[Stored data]
........
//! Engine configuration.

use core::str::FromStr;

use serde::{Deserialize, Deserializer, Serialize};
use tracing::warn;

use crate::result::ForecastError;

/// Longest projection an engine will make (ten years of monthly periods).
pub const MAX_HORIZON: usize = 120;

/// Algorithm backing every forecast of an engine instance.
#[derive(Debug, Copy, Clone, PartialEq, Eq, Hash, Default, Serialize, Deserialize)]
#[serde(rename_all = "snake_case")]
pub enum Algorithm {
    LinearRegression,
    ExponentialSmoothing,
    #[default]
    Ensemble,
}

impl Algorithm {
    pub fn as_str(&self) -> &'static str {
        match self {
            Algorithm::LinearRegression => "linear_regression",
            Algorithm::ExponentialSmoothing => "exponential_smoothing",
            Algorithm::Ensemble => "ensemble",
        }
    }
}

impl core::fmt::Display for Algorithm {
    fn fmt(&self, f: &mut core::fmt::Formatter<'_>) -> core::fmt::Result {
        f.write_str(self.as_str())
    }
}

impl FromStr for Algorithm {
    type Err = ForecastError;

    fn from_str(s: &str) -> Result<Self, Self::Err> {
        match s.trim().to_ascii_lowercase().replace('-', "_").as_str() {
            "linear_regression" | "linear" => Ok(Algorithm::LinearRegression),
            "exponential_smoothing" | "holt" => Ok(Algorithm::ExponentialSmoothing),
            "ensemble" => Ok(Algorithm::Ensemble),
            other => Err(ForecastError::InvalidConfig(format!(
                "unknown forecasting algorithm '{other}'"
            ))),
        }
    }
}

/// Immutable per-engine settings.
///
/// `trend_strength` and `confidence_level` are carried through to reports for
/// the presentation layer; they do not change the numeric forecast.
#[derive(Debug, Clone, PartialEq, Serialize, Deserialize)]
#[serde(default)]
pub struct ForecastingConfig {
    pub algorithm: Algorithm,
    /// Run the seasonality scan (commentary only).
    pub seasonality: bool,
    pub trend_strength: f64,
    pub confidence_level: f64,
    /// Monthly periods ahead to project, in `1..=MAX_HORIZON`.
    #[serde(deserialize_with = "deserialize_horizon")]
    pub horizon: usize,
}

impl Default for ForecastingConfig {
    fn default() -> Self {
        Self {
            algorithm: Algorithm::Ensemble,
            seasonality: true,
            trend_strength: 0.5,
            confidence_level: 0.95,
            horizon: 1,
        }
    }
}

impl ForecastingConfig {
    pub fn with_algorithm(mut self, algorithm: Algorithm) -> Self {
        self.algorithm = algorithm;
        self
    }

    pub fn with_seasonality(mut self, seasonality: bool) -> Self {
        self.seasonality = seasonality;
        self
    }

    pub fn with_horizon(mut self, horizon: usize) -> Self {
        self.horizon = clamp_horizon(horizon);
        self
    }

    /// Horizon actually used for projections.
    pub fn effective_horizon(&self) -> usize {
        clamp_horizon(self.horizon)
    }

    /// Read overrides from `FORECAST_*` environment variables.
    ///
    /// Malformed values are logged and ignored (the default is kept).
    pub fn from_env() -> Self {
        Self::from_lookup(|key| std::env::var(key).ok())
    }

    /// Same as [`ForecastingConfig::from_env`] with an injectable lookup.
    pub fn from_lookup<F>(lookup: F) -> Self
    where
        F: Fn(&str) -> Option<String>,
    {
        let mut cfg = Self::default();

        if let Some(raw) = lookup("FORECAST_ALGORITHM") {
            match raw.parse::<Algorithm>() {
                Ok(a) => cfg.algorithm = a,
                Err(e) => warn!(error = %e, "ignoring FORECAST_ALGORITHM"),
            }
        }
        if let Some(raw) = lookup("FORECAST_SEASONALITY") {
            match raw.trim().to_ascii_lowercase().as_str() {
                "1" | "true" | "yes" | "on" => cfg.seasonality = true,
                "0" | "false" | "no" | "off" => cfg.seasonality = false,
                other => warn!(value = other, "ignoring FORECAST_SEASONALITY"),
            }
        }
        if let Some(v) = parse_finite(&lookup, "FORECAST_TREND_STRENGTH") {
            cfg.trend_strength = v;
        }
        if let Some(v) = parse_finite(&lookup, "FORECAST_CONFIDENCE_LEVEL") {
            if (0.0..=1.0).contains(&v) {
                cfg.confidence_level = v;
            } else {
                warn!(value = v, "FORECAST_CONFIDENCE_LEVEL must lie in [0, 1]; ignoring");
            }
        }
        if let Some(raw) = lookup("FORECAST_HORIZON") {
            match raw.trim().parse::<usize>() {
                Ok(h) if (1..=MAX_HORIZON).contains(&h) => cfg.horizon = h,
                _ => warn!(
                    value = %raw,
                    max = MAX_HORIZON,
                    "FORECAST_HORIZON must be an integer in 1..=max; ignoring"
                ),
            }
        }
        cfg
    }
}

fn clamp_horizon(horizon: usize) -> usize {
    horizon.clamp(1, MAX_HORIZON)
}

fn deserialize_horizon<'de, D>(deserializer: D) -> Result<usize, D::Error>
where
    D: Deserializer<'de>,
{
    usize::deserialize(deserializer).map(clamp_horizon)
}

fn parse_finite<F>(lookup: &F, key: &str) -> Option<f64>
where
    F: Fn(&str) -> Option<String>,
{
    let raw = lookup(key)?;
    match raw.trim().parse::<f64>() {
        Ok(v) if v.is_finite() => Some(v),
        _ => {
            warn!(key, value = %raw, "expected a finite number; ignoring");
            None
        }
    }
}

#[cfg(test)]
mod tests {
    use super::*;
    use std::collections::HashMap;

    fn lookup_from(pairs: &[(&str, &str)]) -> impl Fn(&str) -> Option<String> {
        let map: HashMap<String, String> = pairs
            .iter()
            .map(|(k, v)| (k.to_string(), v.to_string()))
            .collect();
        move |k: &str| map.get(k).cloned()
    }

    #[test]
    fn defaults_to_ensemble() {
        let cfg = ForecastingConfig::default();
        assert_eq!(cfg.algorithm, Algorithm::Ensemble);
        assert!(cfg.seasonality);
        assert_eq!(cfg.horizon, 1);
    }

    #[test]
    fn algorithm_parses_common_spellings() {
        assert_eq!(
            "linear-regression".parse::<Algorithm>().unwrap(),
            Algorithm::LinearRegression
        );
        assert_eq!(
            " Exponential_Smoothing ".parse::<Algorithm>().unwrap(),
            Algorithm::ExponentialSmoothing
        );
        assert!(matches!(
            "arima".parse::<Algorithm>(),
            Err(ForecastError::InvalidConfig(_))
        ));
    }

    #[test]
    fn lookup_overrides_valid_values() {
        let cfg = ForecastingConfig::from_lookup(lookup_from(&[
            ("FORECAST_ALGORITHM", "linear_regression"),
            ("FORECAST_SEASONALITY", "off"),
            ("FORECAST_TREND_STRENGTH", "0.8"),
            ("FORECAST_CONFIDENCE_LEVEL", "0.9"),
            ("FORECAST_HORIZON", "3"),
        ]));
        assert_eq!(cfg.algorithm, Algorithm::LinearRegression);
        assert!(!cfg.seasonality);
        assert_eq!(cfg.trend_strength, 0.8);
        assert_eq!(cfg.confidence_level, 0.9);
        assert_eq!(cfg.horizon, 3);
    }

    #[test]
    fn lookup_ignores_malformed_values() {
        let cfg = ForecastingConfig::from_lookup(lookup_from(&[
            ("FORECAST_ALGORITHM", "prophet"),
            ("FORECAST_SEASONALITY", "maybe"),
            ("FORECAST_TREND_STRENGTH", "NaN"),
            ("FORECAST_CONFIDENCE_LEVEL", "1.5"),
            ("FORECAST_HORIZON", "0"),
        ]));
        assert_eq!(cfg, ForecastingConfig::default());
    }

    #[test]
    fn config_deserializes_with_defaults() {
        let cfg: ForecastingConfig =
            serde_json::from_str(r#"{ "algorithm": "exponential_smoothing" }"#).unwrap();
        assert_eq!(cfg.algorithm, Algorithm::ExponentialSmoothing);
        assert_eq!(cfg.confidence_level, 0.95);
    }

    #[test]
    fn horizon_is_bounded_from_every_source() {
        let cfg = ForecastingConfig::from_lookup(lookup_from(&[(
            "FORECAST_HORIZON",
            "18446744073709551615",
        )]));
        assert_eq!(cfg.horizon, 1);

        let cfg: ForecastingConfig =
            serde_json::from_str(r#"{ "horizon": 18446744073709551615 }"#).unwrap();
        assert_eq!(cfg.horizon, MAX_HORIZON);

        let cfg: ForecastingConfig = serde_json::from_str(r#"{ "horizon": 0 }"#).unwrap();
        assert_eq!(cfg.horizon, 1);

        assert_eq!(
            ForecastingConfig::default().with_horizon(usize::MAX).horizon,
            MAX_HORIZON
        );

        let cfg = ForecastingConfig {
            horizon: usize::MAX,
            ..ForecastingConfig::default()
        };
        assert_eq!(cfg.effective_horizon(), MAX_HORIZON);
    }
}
........
Exercise aim
Search the records for the string "FromStr" and return every line in which it occurs.

Exercise output
use core::str::FromStr;
impl FromStr for Algorithm {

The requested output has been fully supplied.